- [TO DO]: Below are the records; give the number of lines in them that include the word "must", and nothing more.

- [MATERIAL PROVIDED]:
+++++
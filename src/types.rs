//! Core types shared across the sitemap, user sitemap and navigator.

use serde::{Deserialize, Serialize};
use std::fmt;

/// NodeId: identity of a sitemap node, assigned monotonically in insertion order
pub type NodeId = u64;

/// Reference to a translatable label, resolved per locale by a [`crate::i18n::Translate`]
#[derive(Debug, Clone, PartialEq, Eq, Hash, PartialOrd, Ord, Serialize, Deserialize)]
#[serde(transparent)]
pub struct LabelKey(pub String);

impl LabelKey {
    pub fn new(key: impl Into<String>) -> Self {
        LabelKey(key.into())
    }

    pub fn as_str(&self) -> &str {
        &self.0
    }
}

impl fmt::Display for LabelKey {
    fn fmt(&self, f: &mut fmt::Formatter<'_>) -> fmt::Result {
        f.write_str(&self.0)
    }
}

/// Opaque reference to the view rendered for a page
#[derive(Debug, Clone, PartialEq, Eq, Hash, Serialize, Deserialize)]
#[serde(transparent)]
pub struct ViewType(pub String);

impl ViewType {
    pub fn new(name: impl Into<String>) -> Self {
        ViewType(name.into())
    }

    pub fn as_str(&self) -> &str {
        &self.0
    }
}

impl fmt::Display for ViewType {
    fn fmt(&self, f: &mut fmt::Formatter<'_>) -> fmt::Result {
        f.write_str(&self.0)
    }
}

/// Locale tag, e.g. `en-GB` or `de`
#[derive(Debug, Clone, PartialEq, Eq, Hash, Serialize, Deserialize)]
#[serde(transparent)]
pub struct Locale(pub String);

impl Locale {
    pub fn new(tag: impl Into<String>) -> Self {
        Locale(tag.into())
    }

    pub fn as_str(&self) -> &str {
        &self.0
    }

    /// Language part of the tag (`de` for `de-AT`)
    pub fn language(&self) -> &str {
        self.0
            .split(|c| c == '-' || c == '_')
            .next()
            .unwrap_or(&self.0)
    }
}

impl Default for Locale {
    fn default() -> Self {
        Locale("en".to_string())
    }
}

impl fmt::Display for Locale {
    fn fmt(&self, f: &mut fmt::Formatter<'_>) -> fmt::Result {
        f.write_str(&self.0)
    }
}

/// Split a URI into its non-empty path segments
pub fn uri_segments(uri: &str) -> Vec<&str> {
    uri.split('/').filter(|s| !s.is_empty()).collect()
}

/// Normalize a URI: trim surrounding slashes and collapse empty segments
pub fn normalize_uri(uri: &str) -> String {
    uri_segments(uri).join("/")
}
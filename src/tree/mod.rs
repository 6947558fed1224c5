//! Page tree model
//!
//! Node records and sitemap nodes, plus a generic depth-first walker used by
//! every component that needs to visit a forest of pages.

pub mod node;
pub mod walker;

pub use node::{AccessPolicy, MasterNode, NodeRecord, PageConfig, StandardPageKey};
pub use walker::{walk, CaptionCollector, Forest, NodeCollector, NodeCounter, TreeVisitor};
+++++
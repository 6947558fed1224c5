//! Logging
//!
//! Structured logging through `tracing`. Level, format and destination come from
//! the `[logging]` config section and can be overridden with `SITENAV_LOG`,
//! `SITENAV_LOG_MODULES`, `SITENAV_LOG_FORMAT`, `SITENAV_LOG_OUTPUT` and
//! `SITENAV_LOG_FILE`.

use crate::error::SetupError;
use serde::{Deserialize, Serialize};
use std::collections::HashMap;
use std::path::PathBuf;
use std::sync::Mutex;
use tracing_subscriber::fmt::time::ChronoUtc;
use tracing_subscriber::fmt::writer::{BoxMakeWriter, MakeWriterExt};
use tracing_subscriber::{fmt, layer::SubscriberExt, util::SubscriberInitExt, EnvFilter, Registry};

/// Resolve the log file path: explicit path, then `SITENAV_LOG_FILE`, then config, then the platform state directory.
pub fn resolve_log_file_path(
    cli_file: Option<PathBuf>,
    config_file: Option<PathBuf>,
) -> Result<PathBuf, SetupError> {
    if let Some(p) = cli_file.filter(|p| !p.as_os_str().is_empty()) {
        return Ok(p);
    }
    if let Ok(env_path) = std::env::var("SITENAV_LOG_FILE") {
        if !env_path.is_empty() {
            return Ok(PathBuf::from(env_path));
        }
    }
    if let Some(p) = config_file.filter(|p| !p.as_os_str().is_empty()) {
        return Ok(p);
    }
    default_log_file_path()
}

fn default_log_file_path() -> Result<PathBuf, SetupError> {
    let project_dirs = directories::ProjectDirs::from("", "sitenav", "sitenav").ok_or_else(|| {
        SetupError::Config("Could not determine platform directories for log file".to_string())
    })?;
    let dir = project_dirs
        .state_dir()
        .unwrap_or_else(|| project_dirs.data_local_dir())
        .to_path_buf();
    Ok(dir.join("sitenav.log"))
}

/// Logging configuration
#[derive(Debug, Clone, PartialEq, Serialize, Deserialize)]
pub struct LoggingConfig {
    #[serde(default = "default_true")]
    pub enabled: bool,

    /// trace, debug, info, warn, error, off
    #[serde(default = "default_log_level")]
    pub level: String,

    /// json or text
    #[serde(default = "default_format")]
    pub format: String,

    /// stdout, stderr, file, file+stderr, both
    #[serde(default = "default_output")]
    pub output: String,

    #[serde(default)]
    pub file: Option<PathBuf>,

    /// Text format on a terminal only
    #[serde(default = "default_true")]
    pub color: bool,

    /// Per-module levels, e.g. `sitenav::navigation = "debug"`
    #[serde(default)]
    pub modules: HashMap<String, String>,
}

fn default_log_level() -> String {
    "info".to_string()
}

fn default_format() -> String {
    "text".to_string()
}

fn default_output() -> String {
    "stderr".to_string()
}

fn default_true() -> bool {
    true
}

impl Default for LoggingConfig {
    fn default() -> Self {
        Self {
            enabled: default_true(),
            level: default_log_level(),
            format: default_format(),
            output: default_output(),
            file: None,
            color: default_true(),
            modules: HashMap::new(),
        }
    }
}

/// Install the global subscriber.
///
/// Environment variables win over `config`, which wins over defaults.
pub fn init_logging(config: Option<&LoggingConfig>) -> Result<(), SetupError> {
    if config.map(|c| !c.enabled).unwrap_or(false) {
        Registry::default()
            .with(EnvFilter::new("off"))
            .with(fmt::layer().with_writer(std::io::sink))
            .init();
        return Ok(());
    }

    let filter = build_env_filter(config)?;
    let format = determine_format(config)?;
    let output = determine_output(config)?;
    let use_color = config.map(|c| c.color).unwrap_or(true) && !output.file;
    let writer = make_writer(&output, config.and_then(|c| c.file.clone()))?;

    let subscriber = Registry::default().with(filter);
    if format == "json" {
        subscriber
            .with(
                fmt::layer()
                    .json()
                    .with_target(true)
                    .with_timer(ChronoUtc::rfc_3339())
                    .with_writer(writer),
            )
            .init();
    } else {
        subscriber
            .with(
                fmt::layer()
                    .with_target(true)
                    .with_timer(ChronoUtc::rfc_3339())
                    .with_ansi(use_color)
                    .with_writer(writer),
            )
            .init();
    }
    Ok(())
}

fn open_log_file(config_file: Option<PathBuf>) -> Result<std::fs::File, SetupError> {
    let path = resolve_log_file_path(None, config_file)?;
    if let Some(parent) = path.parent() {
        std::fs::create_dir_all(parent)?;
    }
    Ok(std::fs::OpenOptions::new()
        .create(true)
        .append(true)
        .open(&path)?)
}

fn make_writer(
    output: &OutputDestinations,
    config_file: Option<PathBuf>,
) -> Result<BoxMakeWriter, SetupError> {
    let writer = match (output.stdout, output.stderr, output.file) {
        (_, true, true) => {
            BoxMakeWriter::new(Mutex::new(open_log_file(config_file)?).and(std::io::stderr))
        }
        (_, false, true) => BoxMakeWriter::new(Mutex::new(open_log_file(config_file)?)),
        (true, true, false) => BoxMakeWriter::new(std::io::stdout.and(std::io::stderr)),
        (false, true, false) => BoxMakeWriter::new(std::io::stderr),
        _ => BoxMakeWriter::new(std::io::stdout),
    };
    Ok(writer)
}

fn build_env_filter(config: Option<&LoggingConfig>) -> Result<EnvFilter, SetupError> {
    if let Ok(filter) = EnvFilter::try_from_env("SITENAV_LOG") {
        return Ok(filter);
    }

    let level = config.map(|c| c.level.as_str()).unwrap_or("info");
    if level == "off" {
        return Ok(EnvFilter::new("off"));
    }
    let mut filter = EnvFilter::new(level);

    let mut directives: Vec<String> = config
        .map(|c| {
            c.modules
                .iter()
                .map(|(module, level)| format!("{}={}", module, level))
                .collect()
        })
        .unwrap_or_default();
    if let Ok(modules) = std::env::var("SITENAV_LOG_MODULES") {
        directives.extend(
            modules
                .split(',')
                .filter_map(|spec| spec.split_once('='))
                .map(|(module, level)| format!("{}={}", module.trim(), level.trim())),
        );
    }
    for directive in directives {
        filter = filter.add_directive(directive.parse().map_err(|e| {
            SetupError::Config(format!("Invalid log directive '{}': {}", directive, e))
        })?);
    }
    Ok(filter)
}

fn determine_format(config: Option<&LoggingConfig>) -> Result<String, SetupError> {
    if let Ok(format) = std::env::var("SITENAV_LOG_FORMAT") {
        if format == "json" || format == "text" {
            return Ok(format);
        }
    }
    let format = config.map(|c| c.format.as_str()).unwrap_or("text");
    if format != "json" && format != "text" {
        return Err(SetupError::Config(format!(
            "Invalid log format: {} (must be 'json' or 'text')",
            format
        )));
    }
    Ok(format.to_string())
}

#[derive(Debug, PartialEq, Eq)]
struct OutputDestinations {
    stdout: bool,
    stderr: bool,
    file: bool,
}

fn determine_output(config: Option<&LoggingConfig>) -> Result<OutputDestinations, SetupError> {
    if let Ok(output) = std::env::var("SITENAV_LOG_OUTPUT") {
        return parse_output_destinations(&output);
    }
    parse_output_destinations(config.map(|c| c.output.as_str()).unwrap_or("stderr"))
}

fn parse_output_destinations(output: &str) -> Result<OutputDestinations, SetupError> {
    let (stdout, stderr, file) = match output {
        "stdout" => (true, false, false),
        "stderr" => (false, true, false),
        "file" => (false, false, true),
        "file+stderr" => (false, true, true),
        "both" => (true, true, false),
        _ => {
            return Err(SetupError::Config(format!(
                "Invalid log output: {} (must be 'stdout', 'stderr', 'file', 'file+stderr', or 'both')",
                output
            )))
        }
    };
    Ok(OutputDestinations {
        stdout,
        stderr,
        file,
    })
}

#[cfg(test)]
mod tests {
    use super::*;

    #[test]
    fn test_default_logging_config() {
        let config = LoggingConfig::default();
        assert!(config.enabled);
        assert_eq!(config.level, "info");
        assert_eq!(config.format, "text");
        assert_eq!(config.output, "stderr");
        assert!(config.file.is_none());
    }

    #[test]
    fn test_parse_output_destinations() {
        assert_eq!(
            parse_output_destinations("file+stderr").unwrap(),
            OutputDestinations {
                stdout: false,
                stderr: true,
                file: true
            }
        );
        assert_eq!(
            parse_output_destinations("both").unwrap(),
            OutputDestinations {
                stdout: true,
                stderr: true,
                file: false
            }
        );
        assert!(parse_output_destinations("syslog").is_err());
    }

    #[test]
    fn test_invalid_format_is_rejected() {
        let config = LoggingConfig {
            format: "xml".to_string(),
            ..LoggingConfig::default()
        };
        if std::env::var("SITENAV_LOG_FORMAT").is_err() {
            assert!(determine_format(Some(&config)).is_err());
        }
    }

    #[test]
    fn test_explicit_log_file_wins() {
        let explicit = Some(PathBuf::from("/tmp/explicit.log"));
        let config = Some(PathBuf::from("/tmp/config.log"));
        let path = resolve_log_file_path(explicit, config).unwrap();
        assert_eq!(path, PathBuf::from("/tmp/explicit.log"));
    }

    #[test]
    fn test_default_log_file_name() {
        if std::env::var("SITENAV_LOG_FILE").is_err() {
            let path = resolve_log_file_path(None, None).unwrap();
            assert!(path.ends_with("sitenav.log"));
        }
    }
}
+++++
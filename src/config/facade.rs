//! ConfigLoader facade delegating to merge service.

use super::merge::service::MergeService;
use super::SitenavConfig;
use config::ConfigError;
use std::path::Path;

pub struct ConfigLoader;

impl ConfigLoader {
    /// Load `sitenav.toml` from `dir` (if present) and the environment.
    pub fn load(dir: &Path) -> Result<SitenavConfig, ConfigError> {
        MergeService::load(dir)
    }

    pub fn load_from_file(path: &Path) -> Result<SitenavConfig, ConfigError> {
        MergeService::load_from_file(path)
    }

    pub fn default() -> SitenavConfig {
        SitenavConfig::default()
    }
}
+++++
- [WORKED SOLUTION]: 2